(Information shown begins)

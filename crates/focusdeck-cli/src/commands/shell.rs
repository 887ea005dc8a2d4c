//! Interactive dashboard session.
//!
//! Unlike the one-shot subcommands, a shell keeps one `App` alive for its
//! whole lifetime, so panel caching, the in-memory focus countdown and the
//! water schedule behave the way a long-running dashboard does. Schedules
//! are pumped once per prompt; `tick` advances the focus countdown by hand.

use chrono::Utc;
use focusdeck_core::{App, Panel};
use rustyline::error::ReadlineError;
use rustyline::DefaultEditor;

const HELP: &str = "\
commands:
  show <panel>        open a panel (see `panels` for slugs)
  back                return to the dashboard
  panels              list panel slugs
  theme               toggle light/dark
  drink               record a glass of water
  water start [min]   arm the reminder
  water stop          cancel the reminder
  water status        hydration counters
  focus start|pause|reset|status
  tick [n]            advance the focus countdown n seconds (default 1)
  sound <name>        rain, forest, ocean, cafe
  tasks               list planned tasks
  login <email> <password>
  logout
  help                this text
  quit";

pub fn run() -> Result<(), Box<dyn std::error::Error>> {
    let mut app = App::new()?;
    let mut rl = DefaultEditor::new()?;

    println!("FocusDeck shell. Type 'help' for commands, 'quit' to exit.");
    loop {
        // Deliver due water prompts before showing the prompt, then print
        // each pending banner exactly once.
        app.pump(Utc::now());
        for banner in app.notifications.take_all() {
            println!("[{}] {}", banner.kind, banner.message);
        }

        let line = match rl.readline("focusdeck> ") {
            Ok(line) => line,
            Err(ReadlineError::Interrupted) => continue,
            Err(ReadlineError::Eof) => break,
            Err(err) => return Err(err.into()),
        };
        let trimmed = line.trim();
        if trimmed.is_empty() {
            continue;
        }
        let _ = rl.add_history_entry(trimmed);

        if trimmed == "quit" || trimmed == "exit" {
            break;
        }
        if let Err(err) = dispatch(&mut app, trimmed) {
            println!("error: {err}");
        }
    }
    Ok(())
}

fn dispatch(app: &mut App, line: &str) -> Result<(), Box<dyn std::error::Error>> {
    let mut parts = line.split_whitespace();
    let command = parts.next().unwrap_or_default();
    let args: Vec<&str> = parts.collect();

    match (command, args.as_slice()) {
        ("help", _) => println!("{HELP}"),
        ("panels", _) => {
            for panel in Panel::all() {
                println!("{panel}");
            }
        }
        ("show", [slug]) => {
            let panel =
                Panel::from_slug(slug).ok_or_else(|| format!("unknown panel: {slug}"))?;
            app.show_panel(panel);
            if let Some(view) = app.panels.view(panel) {
                println!("{}", view.markup);
                if let Some(grid) = &view.grid {
                    println!("{grid}");
                }
            }
        }
        ("back", _) => {
            app.go_back();
            println!("dashboard");
        }
        ("theme", _) => {
            app.toggle_theme()?;
            println!("{}", serde_json::to_string(&app.theme())?);
        }
        ("drink", _) => {
            app.record_drink()?;
            let stats = app.water.stats();
            println!(
                "{} glasses, {} mL today",
                stats.glasses_today, stats.total_ml
            );
        }
        ("water", ["start"]) => {
            app.start_water_reminder(None);
        }
        ("water", ["start", minutes]) => {
            let minutes: u32 = minutes.parse()?;
            app.start_water_reminder(Some(minutes));
        }
        ("water", ["stop"]) => {
            if app.stop_water_reminder().is_none() {
                println!("no active reminder");
            }
        }
        ("water", ["status"]) => {
            let stats = app.water.stats();
            println!(
                "{} glasses, {} mL, fill {:.0}%, reminder {}",
                stats.glasses_today,
                stats.total_ml,
                app.water.fill_fraction() * 100.0,
                match app.water.next_prompt_display() {
                    Some(next) => format!("at {next}"),
                    None => "off".to_string(),
                }
            );
        }
        ("focus", ["start"]) => {
            app.start_focus();
            println!("{}", app.focus.display());
        }
        ("focus", ["pause"]) => {
            if app.pause_focus().is_none() {
                println!("not running");
            }
        }
        ("focus", ["reset"]) => {
            app.reset_focus();
            println!("{}", app.focus.display());
        }
        ("focus", ["status"]) => {
            println!("{}", serde_json::to_string_pretty(&app.focus.snapshot())?);
        }
        ("tick", rest) => {
            let count: u32 = match rest {
                [] => 1,
                [n] => n.parse()?,
                _ => return Err("usage: tick [n]".into()),
            };
            for _ in 0..count {
                app.tick_focus();
            }
            println!("{}", app.focus.display());
        }
        ("sound", [name]) => {
            app.select_sound(name.parse()?);
        }
        ("tasks", _) => {
            for task in app.tasks() {
                let mark = if task.done { "x" } else { " " };
                println!("[{mark}] {} {}-{} {}", task.id, task.start, task.end, task.title);
            }
        }
        ("login", [email, password]) => {
            let runtime = tokio::runtime::Runtime::new()?;
            if let Err(err) = runtime.block_on(app.login(email, password)) {
                println!("error: {err}");
            }
        }
        ("logout", _) => {
            app.logout();
        }
        _ => println!("unknown command (try 'help')"),
    }
    Ok(())
}
use clap::Subcommand;
use focusdeck_core::Config;

#[derive(Subcommand)]
pub enum ConfigAction {
    /// Print one value by dot-separated key
    Get { key: String },
    /// Set a value and persist the file
    Set { key: String, value: String },
    /// Print the whole configuration as TOML
    Show,
}

pub fn run(action: ConfigAction) -> Result<(), Box<dyn std::error::Error>> {
    match action {
        ConfigAction::Get { key } => {
            let config = Config::load_or_default();
            match config.get(&key) {
                Some(value) => println!("{value}"),
                None => return Err(format!("unknown config key: {key}").into()),
            }
        }
        ConfigAction::Set { key, value } => {
            let mut config = Config::load_or_default();
            config.set(&key, &value)?;
            println!("{key} = {value}");
        }
        ConfigAction::Show => {
            let config = Config::load_or_default();
            print!("{}", toml::to_string_pretty(&config)?);
        }
    }
    Ok(())
}
//! Session handling: the authentication collaborator and the session mirror.
//!
//! The collaborator speaks a single-endpoint JSON protocol; every transport
//! problem (network error, non-2xx, malformed body) collapses into
//! [`AuthError::Transport`] so callers can report one generic retry message.
//! The in-memory session and its persisted mirror are updated together and
//! never diverge outside a single operation.

use chrono::Utc;
use serde::{Deserialize, Serialize};

use crate::error::{AuthError, CoreError, ValidationError};
use crate::events::Event;
use crate::storage::{keys, Store};

/// Authenticated identity. Fields are opaque to the dashboard.
#[derive(Debug, Clone, PartialEq, Eq, Serialize, Deserialize)]
pub struct Session {
    pub id: String,
    pub name: String,
    pub email: String,
}

#[derive(Serialize)]
struct AuthRequest<'a> {
    action: &'static str,
    email: &'a str,
    password: &'a str,
    #[serde(skip_serializing_if = "Option::is_none")]
    name: Option<&'a str>,
}

#[derive(Deserialize)]
struct AuthResponse {
    #[serde(default)]
    success: bool,
    #[serde(default)]
    user: Option<Session>,
    #[serde(default)]
    error: Option<String>,
}

/// HTTP client for the authentication collaborator.
pub struct AuthClient {
    endpoint: String,
    client: reqwest::Client,
}

impl AuthClient {
    pub fn new(endpoint: impl Into<String>) -> Self {
        Self {
            endpoint: endpoint.into(),
            client: reqwest::Client::new(),
        }
    }

    pub fn endpoint(&self) -> &str {
        &self.endpoint
    }

    pub async fn login(&self, email: &str, password: &str) -> Result<Session, AuthError> {
        self.call(AuthRequest {
            action: "login",
            email,
            password,
            name: None,
        })
        .await
    }

    pub async fn signup(
        &self,
        name: &str,
        email: &str,
        password: &str,
    ) -> Result<Session, AuthError> {
        self.call(AuthRequest {
            action: "signup",
            email,
            password,
            name: Some(name),
        })
        .await
    }

    async fn call(&self, request: AuthRequest<'_>) -> Result<Session, AuthError> {
        let response = self
            .client
            .post(&self.endpoint)
            .json(&request)
            .send()
            .await
            .map_err(|e| AuthError::Transport(e.to_string()))?;

        let status = response.status();
        if !status.is_success() {
            return Err(AuthError::Transport(format!("HTTP {status}")));
        }

        let body: AuthResponse = response
            .json()
            .await
            .map_err(|e| AuthError::Transport(e.to_string()))?;

        if body.success {
            body.user
                .ok_or_else(|| AuthError::Transport("success response without user".into()))
        } else {
            Err(AuthError::Rejected(
                body.error.unwrap_or_else(|| "authentication failed".into()),
            ))
        }
    }
}

/// Owns the current session and keeps the `currentUser` mirror in sync.
pub struct SessionManager {
    client: AuthClient,
    current: Option<Session>,
}

impl SessionManager {
    pub fn new(client: AuthClient) -> Self {
        Self {
            client,
            current: None,
        }
    }

    pub fn current(&self) -> Option<&Session> {
        self.current.as_ref()
    }

    /// Adopt a persisted session at startup. No staleness check.
    pub fn restore(&mut self, store: &Store) -> Option<Event> {
        let session: Session = store.get(keys::CURRENT_USER)?;
        let name = session.name.clone();
        self.current = Some(session);
        Some(Event::SessionRestored {
            name,
            at: Utc::now(),
        })
    }

    /// Authenticate. On any failure the prior session state -- memory and
    /// mirror -- is left untouched.
    pub async fn login(
        &mut self,
        store: &mut Store,
        email: &str,
        password: &str,
    ) -> Result<Event, CoreError> {
        let session = self.client.login(email, password).await?;
        self.adopt(store, session)
    }

    /// Register a new account. The password/confirmation check happens
    /// before any network call.
    pub async fn signup(
        &mut self,
        store: &mut Store,
        name: &str,
        email: &str,
        password: &str,
        confirm: &str,
    ) -> Result<Event, CoreError> {
        if password != confirm {
            return Err(ValidationError::PasswordMismatch.into());
        }
        let session = self.client.signup(name, email, password).await?;
        self.adopt(store, session)
    }

    /// Clear memory and mirror unconditionally. Always succeeds even if the
    /// mirror write fails, because a dangling mirror is rewritten on next
    /// login anyway.
    pub fn logout(&mut self, store: &mut Store) -> Event {
        self.current = None;
        if let Err(e) = store.remove(keys::CURRENT_USER) {
            log::warn!("failed to clear persisted session: {e}");
        }
        Event::SessionClosed { at: Utc::now() }
    }

    fn adopt(&mut self, store: &mut Store, session: Session) -> Result<Event, CoreError> {
        // Mirror first: if the write fails, memory is untouched too.
        store.set(keys::CURRENT_USER, &session)?;
        let event = Event::SessionOpened {
            name: session.name.clone(),
            email: session.email.clone(),
            at: Utc::now(),
        };
        self.current = Some(session);
        Ok(event)
    }
}

#[cfg(test)]
mod tests {
    use super::*;

    fn temp_store() -> (tempfile::TempDir, Store) {
        let dir = tempfile::tempdir().unwrap();
        let store = Store::at(dir.path().join("state.json"));
        (dir, store)
    }

    fn user_body() -> &'static str {
        r#"{"success":true,"user":{"id":"7","name":"Ada","email":"a@b.com"}}"#
    }

    #[tokio::test]
    async fn login_success_adopts_and_mirrors() {
        let mut server = mockito::Server::new_async().await;
        let mock = server
            .mock("POST", "/")
            .match_body(mockito::Matcher::PartialJson(serde_json::json!({
                "action": "login",
                "email": "a@b.com",
            })))
            .with_status(200)
            .with_header("content-type", "application/json")
            .with_body(user_body())
            .create_async()
            .await;

        let (_dir, mut store) = temp_store();
        let mut manager = SessionManager::new(AuthClient::new(server.url()));
        let event = manager.login(&mut store, "a@b.com", "x").await.unwrap();

        assert!(matches!(event, Event::SessionOpened { .. }));
        assert_eq!(manager.current().unwrap().name, "Ada");
        let mirrored: Session = store.get(keys::CURRENT_USER).unwrap();
        assert_eq!(&mirrored, manager.current().unwrap());
        mock.assert_async().await;
    }

    #[tokio::test]
    async fn rejected_login_leaves_state_unchanged() {
        let mut server = mockito::Server::new_async().await;
        server
            .mock("POST", "/")
            .with_status(200)
            .with_header("content-type", "application/json")
            .with_body(r#"{"success":false,"error":"bad credentials"}"#)
            .create_async()
            .await;

        let (_dir, mut store) = temp_store();
        let mut manager = SessionManager::new(AuthClient::new(server.url()));
        let err = manager
            .login(&mut store, "a@b.com", "x")
            .await
            .unwrap_err();

        match err {
            CoreError::Auth(AuthError::Rejected(reason)) => {
                assert_eq!(reason, "bad credentials")
            }
            other => panic!("expected Rejected, got {other:?}"),
        }
        assert!(manager.current().is_none());
        assert!(!store.contains(keys::CURRENT_USER));
    }

    #[tokio::test]
    async fn transport_failures_collapse_to_generic_error() {
        let mut server = mockito::Server::new_async().await;
        server
            .mock("POST", "/")
            .with_status(500)
            .create_async()
            .await;

        let (_dir, mut store) = temp_store();
        let mut manager = SessionManager::new(AuthClient::new(server.url()));
        let err = manager.login(&mut store, "a@b.com", "x").await.unwrap_err();
        assert!(matches!(err, CoreError::Auth(AuthError::Transport(_))));
        assert!(manager.current().is_none());
    }

    #[tokio::test]
    async fn malformed_body_is_a_transport_failure() {
        let mut server = mockito::Server::new_async().await;
        server
            .mock("POST", "/")
            .with_status(200)
            .with_body("not json at all")
            .create_async()
            .await;

        let (_dir, mut store) = temp_store();
        let mut manager = SessionManager::new(AuthClient::new(server.url()));
        let err = manager.login(&mut store, "a@b.com", "x").await.unwrap_err();
        assert!(matches!(err, CoreError::Auth(AuthError::Transport(_))));
    }

    #[tokio::test]
    async fn signup_mismatch_fails_before_any_request() {
        let mut server = mockito::Server::new_async().await;
        let mock = server
            .mock("POST", "/")
            .expect(0)
            .create_async()
            .await;

        let (_dir, mut store) = temp_store();
        let mut manager = SessionManager::new(AuthClient::new(server.url()));
        let err = manager
            .signup(&mut store, "Ada", "a@b.com", "p1", "p2")
            .await
            .unwrap_err();

        assert!(matches!(
            err,
            CoreError::Validation(ValidationError::PasswordMismatch)
        ));
        mock.assert_async().await;
    }

    #[tokio::test]
    async fn signup_success_behaves_like_login() {
        let mut server = mockito::Server::new_async().await;
        server
            .mock("POST", "/")
            .match_body(mockito::Matcher::PartialJson(serde_json::json!({
                "action": "signup",
                "name": "Ada",
            })))
            .with_status(200)
            .with_header("content-type", "application/json")
            .with_body(user_body())
            .create_async()
            .await;

        let (_dir, mut store) = temp_store();
        let mut manager = SessionManager::new(AuthClient::new(server.url()));
        manager
            .signup(&mut store, "Ada", "a@b.com", "p", "p")
            .await
            .unwrap();
        assert!(manager.current().is_some());
        assert!(store.contains(keys::CURRENT_USER));
    }

    #[test]
    fn restore_adopts_persisted_session() {
        let (_dir, mut store) = temp_store();
        let session = Session {
            id: "7".into(),
            name: "Ada".into(),
            email: "a@b.com".into(),
        };
        store.set(keys::CURRENT_USER, &session).unwrap();

        let mut manager = SessionManager::new(AuthClient::new("http://unused.invalid"));
        let event = manager.restore(&store);
        assert!(matches!(event, Some(Event::SessionRestored { .. })));
        assert_eq!(manager.current(), Some(&session));
    }

    #[test]
    fn restore_with_no_mirror_is_none() {
        let (_dir, store) = temp_store();
        let mut manager = SessionManager::new(AuthClient::new("http://unused.invalid"));
        assert!(manager.restore(&store).is_none());
        assert!(manager.current().is_none());
    }

    #[test]
    fn logout_clears_memory_and_mirror() {
        let (_dir, mut store) = temp_store();
        let session = Session {
            id: "7".into(),
            name: "Ada".into(),
            email: "a@b.com".into(),
        };
        store.set(keys::CURRENT_USER, &session).unwrap();

        let mut manager = SessionManager::new(AuthClient::new("http://unused.invalid"));
        manager.restore(&store);
        let event = manager.logout(&mut store);
        assert!(matches!(event, Event::SessionClosed { .. }));
        assert!(manager.current().is_none());
        assert!(!store.contains(keys::CURRENT_USER));
    }
}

(Information shown ends)

## About this exercise
What belongs in the answer is each line of the data that has the word "collaborator".

## Answer area
//! Session handling: the authentication collaborator and the session mirror.
//! The collaborator speaks a single-endpoint JSON protocol; every transport
/// HTTP client for the authentication collaborator.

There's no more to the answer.